We in the UK are also inventing new pastas. It was Sainsbury's who pioneered Pasta Fresca, a long-life "fresh" (as opposed to dry) egg pasta. (This type doesn't need to be stored in the fridge; it is sealed in packaging with a protective atmosphere, giving it several months of shelf-life - though it must be put in the fridge once opened.) The range includes filled pastas such as tortelloni stuffed with prosciutto or four cheeses, salmon capello di piete, and tortelloni verde with spinach and ricotta. Unfilled Pasta Fresca includes tagliatelle verde, salmon taglioni, and spaghetti alla chitarra. Sainsbury's also offers 13 types of filled fresh pasta, which easily outsells its dry pasta.

Tesco, not to be outdone, has introduced flavoured dry pastas. You can choose from garlic and herb volante; tomato and oregano stortoni; basil, garlic and hot pepper rigatoni. The company suggests you serve them simply, with some extra virgin olive oil, shavings of fresh parmesan cheese, and warm ciabatta bread.

A more important initiative, however, may be Tesco's introduction of authentic Italian regional pastas, such as the slow-dried pasta of Puglia made by Benedetto Cavaliere, orecchiette maritate (ears), ruote medie (wheels), lumache (short snails) and lasagnote (long, wide pasta). Tesco also sells the famous maccheroncini from the Marche region - finely cut strips of egg pasta, made by Pasta di Campofilone, best served simply with olive oil and parmesan cheese.

Marks & Spencer has majored on egg pastas. It has created its own variety, using special wheat, and has it made in Holland. Harvey Nichols specialises in high-grade pastas; it stocks all the top brands and the best of the regional varieties, from Puglia and the Marche.

Carluccio's of Neal Street, London WC2 (0171 240 5710), whose brand is sold in over 50 outlets, imports some 15 types of rugged, hand-made pastas from Puglia, and as many from Naples. Danmar, the Italian food importers (01784 477812), ships in a range which includes La Ruvida (a traditional, rough-textured pasta which encourages the sauce to cling to it), plus egg pasta from Spinosi in the Marche region, and a chewy pasta made from emmer, related to the old wheat strain spelt.

So, what do Italians make of this vast cornucopia of pasta? I asked the opinion of Susanna Gelmetti, who runs cookery schools in Puglia and Umbria. She has just published her first book, Italian Country Cooking, from which the pasta recipes on this page are taken.

Some of the pastas you can ignore, she suggests. Italians would not touch them. Quick pastas, for a start. "They are really disgusting." Nor is she impressed by the quality of the fresh pasta sold in the UK. "It's thick, gluey, rubbery. Unless you know someone who really knows how to make it, rolling it out thinly by hand, it's not worth bothering with."

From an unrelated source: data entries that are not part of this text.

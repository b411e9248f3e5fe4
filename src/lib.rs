//! Clipmark
//!
//! Converts a rendered Markdown document into clipboard-ready HTML:
//! presentation styles are inlined onto every element and embedded vector
//! graphics are rasterized to self-contained PNG payloads, so the markup
//! survives being pasted into style-stripping targets such as chat apps
//! and word processors.
//!
//! # Features
//!
//! - **Injected boundaries**: document sources, the Markdown renderer, the
//!   style resolver, the raster engine, and the clipboard are traits with
//!   feature-gated default backends; swap any of them for testing or
//!   embedding
//! - **Paste-safe output**: only a fixed allowlist of typographic
//!   properties is inlined; layout and box-model properties never leak
//!   into the payload
//! - **Fault-isolated rasterization**: vector nodes are converted one at a
//!   time and a failed node never aborts an export
//!
//! # Example
//!
//! ```no_run
//! use clipmark::{new_exporter, ExportConfig};
//!
//! # async fn run() -> Result<(), Box<dyn std::error::Error>> {
//! let exporter = new_exporter(ExportConfig::default())?;
//! let outcome = exporter.copy_as_html(Some("notes/today.md")).await;
//! println!("{}", outcome.notice());
//! # Ok(())
//! # }
//! ```

pub mod dom;
pub mod error;
pub mod export;
pub mod inline;
pub mod platform;
pub mod rasterize;
pub mod render;
pub mod theme;

// Default raster backend (CPU rasterizer)
#[cfg(feature = "raster")]
pub mod svg_png;

pub use error::{Error, Result};
pub use export::{strip_front_matter, Exporter};

/// Configuration for the exporter
///
/// The defaults are chosen to work headlessly: an unreported pixel ratio
/// (resolved to the standard high-density fallback at rasterization time)
/// and the built-in document theme.
#[derive(Debug, Clone)]
pub struct ExportConfig {
    /// Device pixel ratio used to size raster surfaces. Zero means
    /// "unreported"; negative values are rejected at construction.
    pub pixel_ratio: f32,
    /// Style resolution rules for the default theme resolver.
    pub theme: theme::ThemeRules,
}

impl Default for ExportConfig {
    fn default() -> Self {
        Self {
            pixel_ratio: 0.0,
            theme: theme::ThemeRules::standard(),
        }
    }
}

/// One clipboard entry with two representations of the same document.
#[derive(Debug, Clone, PartialEq, Eq)]
pub struct ClipboardPayload {
    /// Serialized, style-inlined, raster-converted markup.
    pub html: String,
    /// The document body (front matter stripped).
    pub text: String,
}

/// Terminal outcome of one export operation. Exactly one of these reaches
/// the user.
#[derive(Debug, Clone, Copy, PartialEq, Eq)]
pub enum ExportOutcome {
    /// The clipboard holds the exported document.
    Copied,
    /// Precondition failure: there was no document to export.
    NoActiveDocument,
    /// The pipeline failed; details were logged.
    Failed,
}

impl ExportOutcome {
    /// The user-visible notice for this outcome.
    pub fn notice(&self) -> &'static str {
        match self {
            ExportOutcome::Copied => "Copied HTML to clipboard",
            ExportOutcome::NoActiveDocument => "No active document",
            ExportOutcome::Failed => "Copy failed, please try again",
        }
    }

    pub fn is_copied(&self) -> bool {
        matches!(self, ExportOutcome::Copied)
    }
}

/// Creates an exporter wired with the default backends: filesystem
/// sources, the comrak renderer, the theme resolver, the CPU raster
/// engine, and the system clipboard.
#[cfg(all(feature = "markdown", feature = "raster", feature = "clipboard"))]
pub fn new_exporter(config: ExportConfig) -> Result<Exporter> {
    let theme = config.theme.clone();
    let pixel_ratio = config.pixel_ratio;
    Exporter::new(
        config,
        Box::new(platform::FsSource::new()),
        Box::new(render::ComrakRenderer::new()),
        Box::new(theme::ThemeResolver::new(theme)),
        Box::new(svg_png::ResvgEngine::new()),
        Box::new(platform::SystemClipboard::new()),
        Box::new(platform::StaticDevice::new(pixel_ratio)),
    )
}

#[cfg(test)]
mod tests {
    use super::*;

    #[test]
    fn default_config_reports_no_pixel_ratio() {
        let config = ExportConfig::default();
        assert_eq!(config.pixel_ratio, 0.0);
        assert!(!config.theme.tags.is_empty());
    }

    #[test]
    fn outcome_notices_are_distinct() {
        assert_eq!(ExportOutcome::Copied.notice(), "Copied HTML to clipboard");
        assert_eq!(ExportOutcome::NoActiveDocument.notice(), "No active document");
        assert_eq!(ExportOutcome::Failed.notice(), "Copy failed, please try again");
        assert!(ExportOutcome::Copied.is_copied());
        assert!(!ExportOutcome::Failed.is_copied());
    }
}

Coloured pasta is a gimmick, she says. "It's made in Italy but only for the foreign markets." Italians don't eat it. It doesn't taste good. But there are good home-made fresh pastas, coloured with squid ink, tomato,or spinach."

"My view of pasta is completely classical," she says. "I don't want New Wave. It always amazes me that for a thousand years the incredibly poor people of southern Italy have eaten so well. I believe in keeping everything with very good, uncomplicated sauces." So she buys only the dry pastas.

The choice, she says, is between the different supermarket own-label pastas, made in Italy and bought in bulk, which brings down the price. They are perfectly OK, she thinks, but for a few pennies more you can buy better quality. For preference she goes for the three most dependable brands, De Cecco, Barilla and Buitoni (Buitoni run a Casa Buitoni Club, issuing quarterly newsletters with recipes, special offers, competitions. To join, ring Freefone 0800 604604, mentioning this newspaper).

Susanna Gelmetti also buys regional pasta if she thinks it responds to a certain sauce she's making. Favourite brands, from Puglia, are Benedetto Cavalieri and Pastificio di Trulli.

If you want to follow her lead, here are some of Susanna's authentic Italian recipes.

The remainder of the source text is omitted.